▸ **WHAT NEEDS TO BE DONE**
Print the line that contains "use std::collections::BTreeSet;" and every line that follows it in the data below, ending with the final line; include nothing else.

-- Opening Marker --

//! Mutable save-state schema.
//!
//! A `GameState` is a plain value: every economy and reconciler operation
//! takes one by reference and returns the next one. Nothing here mutates
//! in place behind the caller's back.

use crate::types::{GroupIndex, SubgroupIndex, Timestamp, UpgradeId};
use serde::{Deserialize, Serialize};
use std::collections::BTreeSet;

#[derive(Debug, Clone, PartialEq, Serialize, Deserialize)]
pub struct Resources {
    pub atom_count: f64,
    pub atoms_per_second: f64,
    /// Permanent multiplier, >= 1.
    pub prestige_multiplier: f64,
    pub prestige_to_be_earned: f64,
}

impl Resources {
    /// Atoms credited per elapsed second.
    pub fn effective_rate(&self) -> f64 {
        self.atoms_per_second * self.prestige_multiplier
    }
}

#[derive(Debug, Clone, Copy, PartialEq, Eq, Default, Serialize, Deserialize)]
pub struct UpgradeProgress {
    pub purchased: u32,
}

#[derive(Debug, Clone, PartialEq, Serialize, Deserialize)]
pub struct UiSelection {
    pub active_bulk_buy: u32,
    pub current_group: GroupIndex,
    pub unlocked_groups: BTreeSet<GroupIndex>,
    /// One entry per catalog group.
    pub current_subgroups: Vec<SubgroupIndex>,
}

impl UiSelection {
    pub fn is_unlocked(&self, group: GroupIndex) -> bool {
        self.unlocked_groups.contains(&group)
    }

    pub fn current_subgroup(&self) -> SubgroupIndex {
        self.current_subgroups
            .get(self.current_group)
            .copied()
            .unwrap_or(0)
    }
}

#[derive(Debug, Clone, PartialEq, Serialize, Deserialize)]
pub struct GameState {
    pub resources: Resources,
    /// Dense, indexed identically to the catalog.
    pub upgrades: Vec<UpgradeProgress>,
    pub ui: UiSelection,
    /// None when restored from a save that never recorded it.
    pub last_saved: Option<Timestamp>,
}

impl GameState {
    pub fn purchased(&self, upgrade_id: UpgradeId) -> u32 {
        self.upgrades
            .get(upgrade_id)
            .map(|p| p.purchased)
            .unwrap_or(0)
    }

    /// Number of upgrades whose purchase count is strictly above `threshold`.
    pub fn upgrades_above(&self, threshold: u32) -> usize {
        self.upgrades
            .iter()
            .filter(|p| p.purchased > threshold)
            .count()
    }

    pub fn total_purchased(&self) -> u64 {
        self.upgrades.iter().map(|p| p.purchased as u64).sum()
    }
}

-- Closing Marker --

▸ **RESPONSE BOX**
use std::collections::BTreeSet;

#[derive(Debug, Clone, PartialEq, Serialize, Deserialize)]
pub struct Resources {
    pub atom_count: f64,
    pub atoms_per_second: f64,
    /// Permanent multiplier, >= 1.
    pub prestige_multiplier: f64,
    pub prestige_to_be_earned: f64,
}

impl Resources {
    /// Atoms credited per elapsed second.
    pub fn effective_rate(&self) -> f64 {
        self.atoms_per_second * self.prestige_multiplier
    }
}

#[derive(Debug, Clone, Copy, PartialEq, Eq, Default, Serialize, Deserialize)]
pub struct UpgradeProgress {
    pub purchased: u32,
}

#[derive(Debug, Clone, PartialEq, Serialize, Deserialize)]
pub struct UiSelection {
    pub active_bulk_buy: u32,
    pub current_group: GroupIndex,
    pub unlocked_groups: BTreeSet<GroupIndex>,
    /// One entry per catalog group.
    pub current_subgroups: Vec<SubgroupIndex>,
}

impl UiSelection {
    pub fn is_unlocked(&self, group: GroupIndex) -> bool {
        self.unlocked_groups.contains(&group)
    }

    pub fn current_subgroup(&self) -> SubgroupIndex {
        self.current_subgroups
            .get(self.current_group)
            .copied()
            .unwrap_or(0)
    }
}

#[derive(Debug, Clone, PartialEq, Serialize, Deserialize)]
pub struct GameState {
    pub resources: Resources,
    /// Dense, indexed identically to the catalog.
    pub upgrades: Vec<UpgradeProgress>,
    pub ui: UiSelection,
    /// None when restored from a save that never recorded it.
    pub last_saved: Option<Timestamp>,
}

impl GameState {
    pub fn purchased(&self, upgrade_id: UpgradeId) -> u32 {
        self.upgrades
            .get(upgrade_id)
            .map(|p| p.purchased)
            .unwrap_or(0)
    }

    /// Number of upgrades whose purchase count is strictly above `threshold`.
    pub fn upgrades_above(&self, threshold: u32) -> usize {
        self.upgrades
            .iter()
            .filter(|p| p.purchased > threshold)
            .count()
    }

    pub fn total_purchased(&self) -> u64 {
        self.upgrades.iter().map(|p| p.purchased as u64).sum()
    }
}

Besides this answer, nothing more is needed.